FEB. 9, 2019 Refers to Elizabeth Warren as “Pocohontas.” In a tweet, Trump mocks Sen. Elizabeth Warren, D-Mass., who has claimed Native American ancestry, as “Pocohontas” and “our first Native American presidential candidate,” repeating an attack that Native Americans consider an offensive slur.
FEB. 25, 2019 Accuses Spike Lee of a “racist hit” on him. Following director Spike Lee’s Oscar acceptance speech, Trump accuses Lee of launching a “racist hit” on him. Lee’s speech did not mention Trump but he spoke of African American history, including slavery, and called for people to mobilize for the 2020 election.
APRIL 6, 2019 Charges Democrats with anti-semitism and refers to Central American migrants as “some of the roughest people.”
Speaking before the Republican Jewish Coalition, Trump accuses Democrats of allowing anti-Semitism to take hold in their party as some of their members criticized Israel and referred to Jewish groups using financial terms. The president also referred to migrants from Honduras, Guatemala and El Salvador as “some of the roughest people you’ve ever seen.”
APRIL 12, 2019 Video about Rep. Omar and Sept. 11. After Rep. Ilhan Omar, D-Minn., who is Muslim, says “some people did something” to describe September 11th, Trump tweets out a controversial video showing her alongside 9/11 footage. Some criticized that video as Islamaphobic and racist.
MAY 9, 2019 Calling his characterization of Mexicans as rapists “mild.” At a Florida rally, Trump
defends his 2015 description of Mexican migrants
as rapists and criminals. “That speech was so mild compared to what’s happening,” he said.

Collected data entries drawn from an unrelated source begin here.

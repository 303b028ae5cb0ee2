use rand::seq::SliceRandom;
use serde::{Deserialize, Serialize};

use triallist_core::errors::{ErrorInfo, TrialError};
use triallist_core::rng::RngHandle;
use triallist_core::{Cell, Table};

/// Options for [`simple_shuffle`].
#[derive(Debug, Clone, PartialEq, Serialize, Deserialize)]
pub struct SimpleShuffleOpts {
    /// Optional grouping column; rows then shuffle only within their group's
    /// positions and never move across groups.
    pub block: Option<String>,
    /// Number of sequential permutations to apply.
    pub times: usize,
    /// Seed for the permutation RNG; `None` means non-reproducible.
    pub seed: Option<u64>,
}

impl Default for SimpleShuffleOpts {
    fn default() -> Self {
        Self {
            block: None,
            times: 10,
            seed: None,
        }
    }
}

/// Options for [`smart_shuffle`].
#[derive(Debug, Clone, PartialEq, Serialize, Deserialize)]
pub struct SmartShuffleOpts {
    /// Optional grouping column; the search runs independently per group.
    pub block: Option<String>,
    /// Seed for the permutation RNG; `None` means non-reproducible.
    pub seed: Option<u64>,
    /// Maximum permutations drawn per group before settling for the best.
    pub lim: usize,
}

impl Default for SmartShuffleOpts {
    fn default() -> Self {
        Self {
            block: None,
            seed: None,
            lim: 10_000,
        }
    }
}

/// Search outcome for one shuffled group.
#[derive(Debug, Clone, PartialEq, Serialize, Deserialize)]
pub struct GroupShuffleReport {
    /// Group key, or `None` for a whole-table search.
    pub key: Option<Cell>,
    /// Permutations drawn before the search stopped.
    pub attempts: usize,
    /// Adjacent-equal pairs remaining in the winning order.
    pub repeats: usize,
    /// True when the attempt cap ran out before reaching zero repeats.
    pub exhausted: bool,
}

/// Diagnostic report accompanying every [`smart_shuffle`] result.
///
/// Cap exhaustion is graceful degradation, not a failure: the table returned
/// alongside this report is always usable, and the report quantifies how far
/// each group's best-found order sits from the zero-repeat goal.
#[derive(Debug, Clone, PartialEq, Serialize, Deserialize)]
pub struct ShuffleReport {
    /// One entry per searched group, in group first-appearance order.
    pub groups: Vec<GroupShuffleReport>,
}

impl ShuffleReport {
    /// True when every group reached zero adjacent repeats.
    pub fn is_clean(&self) -> bool {
        self.groups.iter().all(|group| group.repeats == 0)
    }

    /// Total adjacent-equal pairs remaining across all groups.
    pub fn total_repeats(&self) -> usize {
        self.groups.iter().map(|group| group.repeats).sum()
    }
}

/// Shuffles trial order, a few times over for mixing.
///
/// The net effect is a single random permutation per group; repeated
/// application mirrors how presentation lists are conventionally mixed.
/// Labels travel with their rows.
pub fn simple_shuffle(frame: &Table, opts: &SimpleShuffleOpts) -> Result<Table, TrialError> {
    let groups = grouping(frame, opts.block.as_deref())?;
    let mut rng = RngHandle::from_optional_seed(opts.seed);
    let mut positions: Vec<usize> = (0..frame.len()).collect();
    for (_, group) in groups {
        let mut perm = group.clone();
        for _ in 0..opts.times {
            perm.shuffle(&mut rng);
        }
        for (slot, source) in group.iter().zip(perm) {
            positions[*slot] = source;
        }
    }
    frame.take(&positions)
}

/// Shuffles trial order while minimizing back-to-back repeats in `col`.
///
/// Per group, up to `lim` fresh permutations are drawn; the best seen by
/// adjacent-equal count on `col` wins (strict improvement only, starting
/// from the incoming order), stopping early at zero. This is a stochastic
/// search with no optimality guarantee beyond a non-increasing best-so-far.
/// The winning order keeps the incoming label sequence positionally, so
/// label-based joins made before the shuffle stay valid.
pub fn smart_shuffle(
    frame: &Table,
    col: &str,
    opts: &SmartShuffleOpts,
) -> Result<(Table, ShuffleReport), TrialError> {
    if opts.lim == 0 {
        return Err(TrialError::InvalidInput(ErrorInfo::new(
            "attempt-cap",
            "lim must allow at least one attempt",
        )));
    }
    let values = frame.column_values(col)?;
    let groups = grouping(frame, opts.block.as_deref())?;
    let mut rng = RngHandle::from_optional_seed(opts.seed);
    let mut positions: Vec<usize> = (0..frame.len()).collect();
    let mut reports = Vec::with_capacity(groups.len());

    for (key, group) in groups {
        let mut best = group.clone();
        let mut best_repeats = adjacent_repeats(&best, &values);
        let mut attempts = 0;
        while best_repeats > 0 && attempts < opts.lim {
            attempts += 1;
            let mut candidate = group.clone();
            candidate.shuffle(&mut rng);
            let repeats = adjacent_repeats(&candidate, &values);
            if repeats < best_repeats {
                best = candidate;
                best_repeats = repeats;
            }
        }
        reports.push(GroupShuffleReport {
            key,
            attempts,
            repeats: best_repeats,
            exhausted: best_repeats > 0 && attempts == opts.lim,
        });
        for (slot, source) in group.iter().zip(best) {
            positions[*slot] = source;
        }
    }

    let mut out = frame.take(&positions)?;
    out.set_labels(frame.labels().to_vec())?;
    Ok((out, ShuffleReport { groups: reports }))
}

fn adjacent_repeats(order: &[usize], values: &[Cell]) -> usize {
    order
        .windows(2)
        .filter(|pair| values[pair[0]] == values[pair[1]])
        .count()
}

fn grouping(
    frame: &Table,
    block: Option<&str>,
) -> Result<Vec<(Option<Cell>, Vec<usize>)>, TrialError> {
    match block {
        None => Ok(vec![(None, (0..frame.len()).collect())]),
        Some(block) => Ok(frame
            .group_rows(block)?
            .into_iter()
            .map(|(key, positions)| (Some(key), positions))
            .collect()),
    }
}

JUNE 15, 2019 Retweets sentiments from controversial UK nationalist. Trump retweets a British media personality, whose past tweets some people interpreted as advocating for ethnic cleansing.
JULY 14-16, 2019 Lashes out at four women of color in Congress. The president tweets that four freshmen congresswomen who are non-white were “originally” from somewhere else, even though all four are U.S. citizens and only one was born outside of the United States. Trump later
doubles down on his premise
, insisting that the four lawmakers are overly critical of the United States, do not love the country, and should consider leaving the U.S. for that reason.
JULY 27-29, 2019 Labels Baltimore district as “rodent infested mess.” Trump writes more than a dozen tweets sharply criticizing House Oversight Chairman Elijah Cummings, D-Md., and his congressional district in Baltimore. Cummings, whose committee is investigating Trump, is black, as is the majority of the population in his district. In one of his tweets, the president calls the district “a disgusting, rat and rodent infested mess.” The Baltimore Sun shoots back that the president’s argument is “bigoted,” and others say the tweet was racist and based on hate. Trump responds by pointing out that unemployment for African Americans is at a historic low, attacking House Speaker Nancy Pelosi’s San Francisco district and insisting Democrats are playing the “race card” while he is pointing out a genuine problem for Cummings’ constituents.

The PBS NewsHour’s Courtney Norris reported for this story.